Retail giant Raymond Ackerman mourned

Cape Town - 091026 - Raymond Ackerman in his offices in Kennilworth. Photo: Matthew jordaan

Cape Town - 091026 - Raymond Ackerman in his offices in Kennilworth. Photo: Matthew jordaan

Published Sep 8, 2023

Share

Johannesburg - ONE-half of the dynamic duo that has seen the growth of a multimillion-rand business that has garnered seven honorary doctorates and over 50 business awards, Raymond Ackerman, has died.

Ackerman, founder of retail giant Pick n Pay, reportedly died at age 92.

Born in Cape Town in 1931, he went to the Diocesan College (Bishops) and furthered his studies at UCT, where he developed the social conscience that was to characterise his illustrious career.

At the age of 20, he joined Ackermans, founded by his father after World War I, as a trainee manager in 1951, until it was purchased by Greatermans, where, upon joining the Johannesburg group, he ended up persuading the company to invest in modern supermarkets.

In 1955, he was put in charge of launching the Checkers supermarkets and made a resounding success of the venture, so much so that by 1966, at the age of 35, he was the managing director of at least 85 Checkers stores.

When Ackerman was fired by the Greatermans Group for wanting to lower prices for customers in 1966, he used his two weeks’ severance pay, a bank loan, a modest inheritance, and shares purchased by friends to purchase four small stores in Cape Town trading under the name Pick n Pay for R620 000.

It was at this point that he and his wife Wendy kicked off their entrepreneurial journey in 1967, and by September 1968, Pick n Pay went public and was listed on the Johannesburg Stock Exchange.

Since then, they have seen the business grow over the past 56 years to 2 000 stores across South Africa, Namibia, Zambia, Botswana, Lesotho, Nigeria, Zimbabwe, and even eSwatini.

Ackerman’s business philosophy was underpinned by the likes of Bernardo Trujillo, a Colombian-born American marketing executive, who said a successful business was born on the foundation of the “four legs of the table”: administration, merchandise, promotions / social responsibility and people.

Through the years, the retail giant was known for his battles against price regulations, which forced people to pay more than they should for groceries, but he took it a step further by challenging the government against the prohibition of a petrol coupon scheme in 1986.

Pick n Pay went toe-to-toe with the government more than 26 times to ensure petrol price cutting and never lost.

Remaining true to Trujillo’s teachings, Ackerman never shied away from putting people first; in the 1960s, he remained determined to promote all employees to managerial positions, in defiance of apartheid laws forbidding it.

He appointed Pick n Pay’s first black manager in his Rondebosch store the year after the company was listed.

He took things a step further by the end of the 1970s by becoming active in the newly-established Urban Foundation, championing equal opportunity policies and merit-based salaries and wages, and becoming increasingly critical of the then government’s apartheid laws, including the homelands policy, Group Areas Act, and job reservation.

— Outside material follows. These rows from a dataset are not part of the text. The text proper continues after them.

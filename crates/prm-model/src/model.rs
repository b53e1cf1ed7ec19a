//! # Model — The Building Object Graph
//!
//! Owns every object of one building model and provides typed navigation
//! between them. Objects refer to each other by identifier; the model is the
//! only place those identifiers are resolved.
//!
//! ## Design
//!
//! Rule functions take `&Model` for inspection and `&mut Model` when they
//! rewrite the graph. Single ownership of the model expresses the
//! single-writer batch processing the rules assume.

use serde::{Deserialize, Serialize};

use prm_core::{AirLoopId, ScheduleId, SpaceId, SpaceTypeId, ThermalZoneId};

use crate::ems::Ems;
use crate::error::ModelError;
use crate::hvac::{AirLoop, SetpointManagerScheduled, ThermalZone};
use crate::loads::{Building, LoadHost, LoadKind, SpaceLoad, WaterUseEquipment};
use crate::schedule::Schedule;
use crate::space::{DesignSpecificationOutdoorAir, EffectiveLeakageArea, Space, SpaceType};

/// Name of the always-on discrete schedule every model carries.
pub const ALWAYS_ON_DISCRETE: &str = "Always On Discrete";

/// A building model.
#[derive(Debug, Clone, PartialEq, Serialize, Deserialize)]
pub struct Model {
    pub building: Building,
    #[serde(default)]
    pub space_types: Vec<SpaceType>,
    #[serde(default)]
    pub spaces: Vec<Space>,
    #[serde(default)]
    pub thermal_zones: Vec<ThermalZone>,
    #[serde(default)]
    pub air_loops: Vec<AirLoop>,
    #[serde(default)]
    pub schedules: Vec<Schedule>,
    #[serde(default)]
    pub loads: Vec<SpaceLoad>,
    #[serde(default)]
    pub effective_leakage_areas: Vec<EffectiveLeakageArea>,
    #[serde(default)]
    pub setpoint_managers: Vec<SetpointManagerScheduled>,
    #[serde(default)]
    pub water_use_equipment: Vec<WaterUseEquipment>,
    #[serde(default)]
    pub ems: Ems,
}

impl Model {
    /// An empty model containing only the always-on discrete schedule.
    pub fn new(building_name: impl Into<String>) -> Self {
        Self {
            building: Building {
                name: building_name.into(),
                standards_building_type: None,
                climate_zone: None,
                number_of_stories: None,
            },
            space_types: Vec::new(),
            spaces: Vec::new(),
            thermal_zones: Vec::new(),
            air_loops: Vec::new(),
            schedules: vec![Schedule::constant(ALWAYS_ON_DISCRETE, 1.0)],
            loads: Vec::new(),
            effective_leakage_areas: Vec::new(),
            setpoint_managers: Vec::new(),
            water_use_equipment: Vec::new(),
            ems: Ems::default(),
        }
    }

    // ----- Insertion -----

    pub fn add_space_type(&mut self, space_type: SpaceType) -> SpaceTypeId {
        let id = space_type.id;
        self.space_types.push(space_type);
        id
    }

    pub fn add_space(&mut self, space: Space) -> SpaceId {
        let id = space.id;
        self.spaces.push(space);
        id
    }

    pub fn add_thermal_zone(&mut self, zone: ThermalZone) -> ThermalZoneId {
        let id = zone.id;
        self.thermal_zones.push(zone);
        id
    }

    pub fn add_air_loop(&mut self, air_loop: AirLoop) -> AirLoopId {
        let id = air_loop.id;
        self.air_loops.push(air_loop);
        id
    }

    /// Add a schedule. Schedule names are unique within a model.
    pub fn add_schedule(&mut self, schedule: Schedule) -> Result<ScheduleId, ModelError> {
        if self.schedules.iter().any(|s| s.name == schedule.name) {
            return Err(ModelError::DuplicateName {
                kind: "schedule",
                name: schedule.name,
            });
        }
        let id = schedule.id;
        self.schedules.push(schedule);
        Ok(id)
    }

    /// Add a schedule, replacing any existing schedule of the same name.
    /// The existing identifier is kept so references stay valid.
    pub fn upsert_schedule(&mut self, mut schedule: Schedule) -> ScheduleId {
        match self.schedules.iter_mut().find(|s| s.name == schedule.name) {
            Some(existing) => {
                schedule.id = existing.id;
                *existing = schedule;
                existing.id
            }
            None => {
                let id = schedule.id;
                self.schedules.push(schedule);
                id
            }
        }
    }

    pub fn add_load(&mut self, load: SpaceLoad) {
        self.loads.push(load);
    }

    /// Add a scheduled setpoint manager, replacing one of the same name.
    pub fn upsert_setpoint_manager(&mut self, manager: SetpointManagerScheduled) {
        match self
            .setpoint_managers
            .iter_mut()
            .find(|m| m.name == manager.name)
        {
            Some(slot) => *slot = manager,
            None => self.setpoint_managers.push(manager),
        }
    }

    /// Place `space` in `zone`.
    pub fn assign_space_to_zone(&mut self, space: SpaceId, zone: ThermalZoneId) -> Result<(), ModelError> {
        self.thermal_zone(zone)?;
        self.space_mut(space)?.thermal_zone = Some(zone);
        Ok(())
    }

    // ----- Lookup -----

    pub fn space(&self, id: SpaceId) -> Result<&Space, ModelError> {
        self.spaces
            .iter()
            .find(|s| s.id == id)
            .ok_or_else(|| not_found("space", id))
    }

    pub fn space_mut(&mut self, id: SpaceId) -> Result<&mut Space, ModelError> {
        self.spaces
            .iter_mut()
            .find(|s| s.id == id)
            .ok_or_else(|| not_found("space", id))
    }

    pub fn space_type(&self, id: SpaceTypeId) -> Result<&SpaceType, ModelError> {
        self.space_types
            .iter()
            .find(|s| s.id == id)
            .ok_or_else(|| not_found("space type", id))
    }

    pub fn space_type_mut(&mut self, id: SpaceTypeId) -> Result<&mut SpaceType, ModelError> {
        self.space_types
            .iter_mut()
            .find(|s| s.id == id)
            .ok_or_else(|| not_found("space type", id))
    }

    pub fn thermal_zone(&self, id: ThermalZoneId) -> Result<&ThermalZone, ModelError> {
        self.thermal_zones
            .iter()
            .find(|z| z.id == id)
            .ok_or_else(|| not_found("thermal zone", id))
    }

    pub fn thermal_zone_mut(&mut self, id: ThermalZoneId) -> Result<&mut ThermalZone, ModelError> {
        self.thermal_zones
            .iter_mut()
            .find(|z| z.id == id)
            .ok_or_else(|| not_found("thermal zone", id))
    }

    pub fn air_loop(&self, id: AirLoopId) -> Result<&AirLoop, ModelError> {
        self.air_loops
            .iter()
            .find(|l| l.id == id)
            .ok_or_else(|| not_found("air loop", id))
    }

    pub fn air_loop_mut(&mut self, id: AirLoopId) -> Result<&mut AirLoop, ModelError> {
        self.air_loops
            .iter_mut()
            .find(|l| l.id == id)
            .ok_or_else(|| not_found("air loop", id))
    }

    pub fn schedule(&self, id: ScheduleId) -> Result<&Schedule, ModelError> {
        self.schedules
            .iter()
            .find(|s| s.id == id)
            .ok_or_else(|| not_found("schedule", id))
    }

    pub fn schedule_mut(&mut self, id: ScheduleId) -> Result<&mut Schedule, ModelError> {
        self.schedules
            .iter_mut()
            .find(|s| s.id == id)
            .ok_or_else(|| not_found("schedule", id))
    }

    pub fn schedule_by_name(&self, name: &str) -> Option<&Schedule> {
        self.schedules.iter().find(|s| s.name == name)
    }

    pub fn thermal_zone_by_name(&self, name: &str) -> Option<&ThermalZone> {
        self.thermal_zones.iter().find(|z| z.name == name)
    }

    pub fn air_loop_by_name(&self, name: &str) -> Option<&AirLoop> {
        self.air_loops.iter().find(|l| l.name == name)
    }

    /// The always-on discrete schedule.
    pub fn always_on_discrete_schedule(&self) -> Option<ScheduleId> {
        self.schedule_by_name(ALWAYS_ON_DISCRETE).map(|s| s.id)
    }

    // ----- Navigation -----

    /// Spaces in `zone`, sorted by name.
    pub fn zone_spaces(&self, zone: ThermalZoneId) -> Vec<&Space> {
        let mut spaces: Vec<&Space> = self
            .spaces
            .iter()
            .filter(|s| s.thermal_zone == Some(zone))
            .collect();
        spaces.sort_by(|a, b| a.name.cmp(&b.name));
        spaces
    }

    /// Air loops serving `zone`.
    pub fn zone_air_loops(&self, zone: ThermalZoneId) -> Vec<&AirLoop> {
        self.air_loops.iter().filter(|l| l.serves(zone)).collect()
    }

    /// Zones served by `air_loop`, sorted by name.
    pub fn air_loop_zones(&self, air_loop: AirLoopId) -> Result<Vec<&ThermalZone>, ModelError> {
        let l = self.air_loop(air_loop)?;
        let mut zones = l
            .thermal_zones()
            .map(|z| self.thermal_zone(z))
            .collect::<Result<Vec<_>, _>>()?;
        zones.sort_by(|a, b| a.name.cmp(&b.name));
        Ok(zones)
    }

    /// Space multiplier, inherited from the space's thermal zone.
    pub fn space_multiplier(&self, space: &Space) -> f64 {
        space
            .thermal_zone
            .and_then(|z| self.thermal_zone(z).ok())
            .map_or(1.0, |z| f64::from(z.multiplier))
    }

    /// Space type of `space`, if assigned and present.
    pub fn space_type_of(&self, space: &Space) -> Option<&SpaceType> {
        space.space_type.and_then(|id| self.space_type(id).ok())
    }

    /// Outdoor-air specification of the space, else of its space type.
    pub fn space_design_outdoor_air<'a>(&'a self, space: &'a Space) -> Option<&'a DesignSpecificationOutdoorAir> {
        space
            .design_outdoor_air
            .as_ref()
            .or_else(|| self.space_type_of(space).and_then(|st| st.design_outdoor_air.as_ref()))
    }

    /// Loads hosted directly by `space` or by its space type.
    pub fn space_loads<'a>(&'a self, space: &'a Space) -> impl Iterator<Item = &'a SpaceLoad> + 'a {
        self.loads.iter().filter(move |l| match l.host {
            LoadHost::Space(id) => id == space.id,
            LoadHost::SpaceType(id) => space.space_type == Some(id),
        })
    }

    /// Number of people in `space`.
    pub fn space_number_of_people(&self, space: &Space) -> f64 {
        self.space_loads(space)
            .filter(|l| l.kind == LoadKind::People)
            .map(|l| l.amount.resolve(space.floor_area))
            .sum()
    }

    /// Floor area of conditioned and semiheated spaces, including multipliers.
    pub fn conditioned_floor_area(&self) -> f64 {
        self.spaces
            .iter()
            .filter(|s| s.conditioning != crate::space::ConditioningCategory::Unconditioned)
            .map(|s| s.floor_area * self.space_multiplier(s))
            .sum()
    }

    /// Space type hosting a load, directly or through its space.
    pub fn load_space_type(&self, load: &SpaceLoad) -> Option<&SpaceType> {
        match load.host {
            LoadHost::SpaceType(id) => self.space_type(id).ok(),
            LoadHost::Space(id) => self.space(id).ok().and_then(|s| self.space_type_of(s)),
        }
    }
}

fn not_found(kind: &'static str, key: impl std::fmt::Display) -> ModelError {
    ModelError::NotFound {
        kind,
        key: key.to_string(),
    }
}

#[cfg(test)]
mod tests {
    use super::*;
    use crate::hvac::AirTerminalKind;
    use crate::loads::LoadAmount;

    #[test]
    fn test_new_model_has_always_on() {
        let m = Model::new("b");
        let id = m.always_on_discrete_schedule().unwrap();
        assert_eq!(m.schedule(id).unwrap().annual_hours_above(0.0), 8760.0);
    }

    #[test]
    fn test_duplicate_schedule_rejected() {
        let mut m = Model::new("b");
        assert!(m.add_schedule(Schedule::constant(ALWAYS_ON_DISCRETE, 0.0)).is_err());
    }

    #[test]
    fn test_upsert_schedule_keeps_id() {
        let mut m = Model::new("b");
        let id = m.add_schedule(Schedule::constant("x", 1.0)).unwrap();
        let again = m.upsert_schedule(Schedule::constant("x", 2.0));
        assert_eq!(id, again);
        assert_eq!(m.schedules.len(), 2);
    }

    #[test]
    fn test_zone_navigation_and_multiplier() {
        let mut m = Model::new("b");
        let mut zone = ThermalZone::new("Z1");
        zone.multiplier = 3;
        let z = m.add_thermal_zone(zone);
        let s = m.add_space(Space::new("S1", 100.0, 300.0));
        m.assign_space_to_zone(s, z).unwrap();
        let mut l = AirLoop::new("VAV_1");
        l.add_branch(z, AirTerminalKind::VavReheat);
        let l = m.add_air_loop(l);

        assert_eq!(m.zone_spaces(z).len(), 1);
        assert_eq!(m.zone_air_loops(z).len(), 1);
        assert_eq!(m.air_loop_zones(l).unwrap()[0].name, "Z1");
        let space = m.space(s).unwrap();
        assert_eq!(m.space_multiplier(space), 3.0);
        assert_eq!(m.conditioned_floor_area(), 300.0);
    }

    #[test]
    fn test_people_from_space_and_space_type() {
        let mut m = Model::new("b");
        let st = m.add_space_type(SpaceType::new("Office"));
        let mut space = Space::new("S1", 200.0, 600.0);
        space.space_type = Some(st);
        let s = m.add_space(space);
        m.add_load(SpaceLoad::new(
            "st people",
            LoadKind::People,
            LoadHost::SpaceType(st),
            LoadAmount::PerFloorArea(0.05),
        ));
        m.add_load(SpaceLoad::new(
            "extra",
            LoadKind::People,
            LoadHost::Space(s),
            LoadAmount::Absolute(2.0),
        ));
        let space = m.space(s).unwrap();
        assert!((m.space_number_of_people(space) - 12.0).abs() < 1e-12);
    }

    #[test]
    fn test_missing_lookup_is_error() {
        let m = Model::new("b");
        assert!(matches!(
            m.air_loop(AirLoopId::new()),
            Err(ModelError::NotFound { kind: "air loop", .. })
        ));
    }
}
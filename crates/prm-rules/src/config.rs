//! # Rule and Run Configuration
//!
//! [`RuleConfig`] carries what selects rule behavior: the code edition, the
//! prototype building type, and an optional utility program. It is passed to
//! every rule explicitly through [`crate::RuleSet`].
//!
//! [`RunConfig`] is the YAML document a baseline run is driven from.
//!
//! ```yaml
//! template: 90.1-PRM-2019
//! climate_zone: ASHRAE 169-2013-4A
//! building_type: MediumOffice
//! area_type_defaults:
//!   hvac: nonresidential
//!   wwr: office
//!   swh: office
//! steps:
//!   skylights: false
//! ```

use std::path::Path;

use serde::{Deserialize, Serialize};

use prm_core::{ClimateZone, CustomProgram, Template};
use prm_standards::BuildingType;

use crate::error::{RuleError, RuleResult};

/// Rule selection inputs.
#[derive(Debug, Clone, Copy, PartialEq, Eq, Serialize, Deserialize)]
pub struct RuleConfig {
    pub template: Template,
    #[serde(default, skip_serializing_if = "Option::is_none")]
    pub building_type: Option<BuildingType>,
    #[serde(default, skip_serializing_if = "Option::is_none")]
    pub custom: Option<CustomProgram>,
}

impl RuleConfig {
    pub fn new(template: Template) -> Self {
        Self {
            template,
            building_type: None,
            custom: None,
        }
    }

    pub fn with_building_type(mut self, building_type: BuildingType) -> Self {
        self.building_type = Some(building_type);
        self
    }

    pub fn with_custom(mut self, custom: CustomProgram) -> Self {
        self.custom = Some(custom);
        self
    }
}

/// Area types used when neither zone nor building user data names one.
#[derive(Debug, Clone, PartialEq, Eq, Serialize, Deserialize)]
pub struct AreaTypeDefaults {
    pub hvac: String,
    pub wwr: String,
    pub swh: String,
}

/// Which baseline steps a run applies. All default to on.
#[derive(Debug, Clone, Copy, PartialEq, Eq, Serialize, Deserialize)]
#[serde(default)]
pub struct BaselineSteps {
    pub dcv: bool,
    pub infiltration: bool,
    pub skylights: bool,
    pub sizing_schedules: bool,
    pub vrp: bool,
}

impl Default for BaselineSteps {
    fn default() -> Self {
        Self {
            dcv: true,
            infiltration: true,
            skylights: true,
            sizing_schedules: true,
            vrp: true,
        }
    }
}

/// A baseline run configuration.
#[derive(Debug, Clone, PartialEq, Serialize, Deserialize)]
pub struct RunConfig {
    #[serde(flatten)]
    pub rules: RuleConfig,
    pub climate_zone: ClimateZone,
    #[serde(default, skip_serializing_if = "Option::is_none")]
    pub area_type_defaults: Option<AreaTypeDefaults>,
    #[serde(default)]
    pub steps: BaselineSteps,
}

impl RunConfig {
    /// Parse a run configuration from YAML text.
    pub fn from_yaml_str(content: &str) -> RuleResult<Self> {
        let config: Self = serde_yaml::from_str(content)?;
        if !config.rules.template.is_prm() {
            tracing::warn!(
                template = %config.rules.template,
                "baseline runs apply Appendix G rules; template is not a PRM edition"
            );
        }
        Ok(config)
    }

    /// Load a run configuration file.
    pub fn load(path: &Path) -> RuleResult<Self> {
        let content = std::fs::read_to_string(path).map_err(|e| {
            RuleError::Config(format!("cannot read {}: {e}", path.display()))
        })?;
        Self::from_yaml_str(&content)
    }
}

#[cfg(test)]
mod tests {
    use super::*;

    const RUN_YAML: &str = r#"
template: 90.1-PRM-2019
climate_zone: ASHRAE 169-2013-4A
building_type: MediumOffice
custom: Xcel Energy CO EDA
area_type_defaults:
  hvac: nonresidential
  wwr: office
  swh: office
steps:
  skylights: false
"#;

    #[test]
    fn test_parse_run_config() {
        let run = RunConfig::from_yaml_str(RUN_YAML).unwrap();
        assert_eq!(run.rules.template, Template::Prm2019);
        assert_eq!(run.rules.building_type, Some(BuildingType::MediumOffice));
        assert_eq!(run.rules.custom, Some(CustomProgram::XcelEnergyCoEda));
        assert_eq!(run.climate_zone.code(), "4A");
        assert_eq!(run.area_type_defaults.unwrap().wwr, "office");
        assert!(!run.steps.skylights);
        assert!(run.steps.vrp);
    }

    #[test]
    fn test_minimal_run_config() {
        let run =
            RunConfig::from_yaml_str("template: 90.1-2019\nclimate_zone: ASHRAE 169-2013-2A\n").unwrap();
        assert_eq!(run.rules, RuleConfig::new(Template::Ashrae2019));
        assert!(run.area_type_defaults.is_none());
        assert_eq!(run.steps, BaselineSteps::default());
    }

    #[test]
    fn test_bad_climate_zone_rejected() {
        let err = RunConfig::from_yaml_str("template: 90.1-2019\nclimate_zone: 9Z\n").unwrap_err();
        assert!(matches!(err, RuleError::Yaml(_)));
    }

    #[test]
    fn test_load_missing_file() {
        let dir = tempfile::tempdir().unwrap();
        let err = RunConfig::load(&dir.path().join("run.yaml")).unwrap_err();
        assert!(matches!(err, RuleError::Config(_)));
    }

    #[test]
    fn test_builders() {
        let c = RuleConfig::new(Template::Prm2019)
            .with_building_type(BuildingType::Hospital)
            .with_custom(CustomProgram::XcelEnergyCoEda);
        assert_eq!(c.building_type, Some(BuildingType::Hospital));
        assert_eq!(c.custom, Some(CustomProgram::XcelEnergyCoEda));
    }
}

In 1978, Ackerman scored a singular personal victory when he persuaded then-Prime Minister John Vorster to introduce 99-year leasehold rights for black African employees in urban areas.

As a consequence, Pick n Pay was able to introduce an assisted company housing scheme for its growing number of black employees. This was the same year Ackerman persuaded Vorster to allow the Clovelly Golf Club, also founded by his father in the 1920s, to become South Africa’s first non-racial golf club.

In 1989, alongside a group of businessmen, he met newly appointed President FW de Klerk at Pick n Pay’s headquarters in Cape Town, calling for the release of Nelson Mandela and the scrapping of the apartheid legislation.

Not only was Ackerman a businessman and philanthropist, his influence went over and above that as he became the driving force behind the bid to bring the 2004 Olympic Games to Cape Town.

In 2004, he established the Raymond Ackerman Academy for Entrepreneurial Development in partnership with UCT, which was later joined by the University of Johannesburg.

He and his wife retired from the board of Pick n Pay Stores Limited in 2010 and became honorary life presidents; however, he maintained an active interest in the business and his philanthropic projects.

By the time he left, Pick n Pay was operating 20 hypermarkets and 402 supermarkets across South Africa alone, with a business value of over R50 billion.

The first award he received, in 1965, was that of One of the Four Outstanding Young South Africans, and through the years, he and the business received many more awards.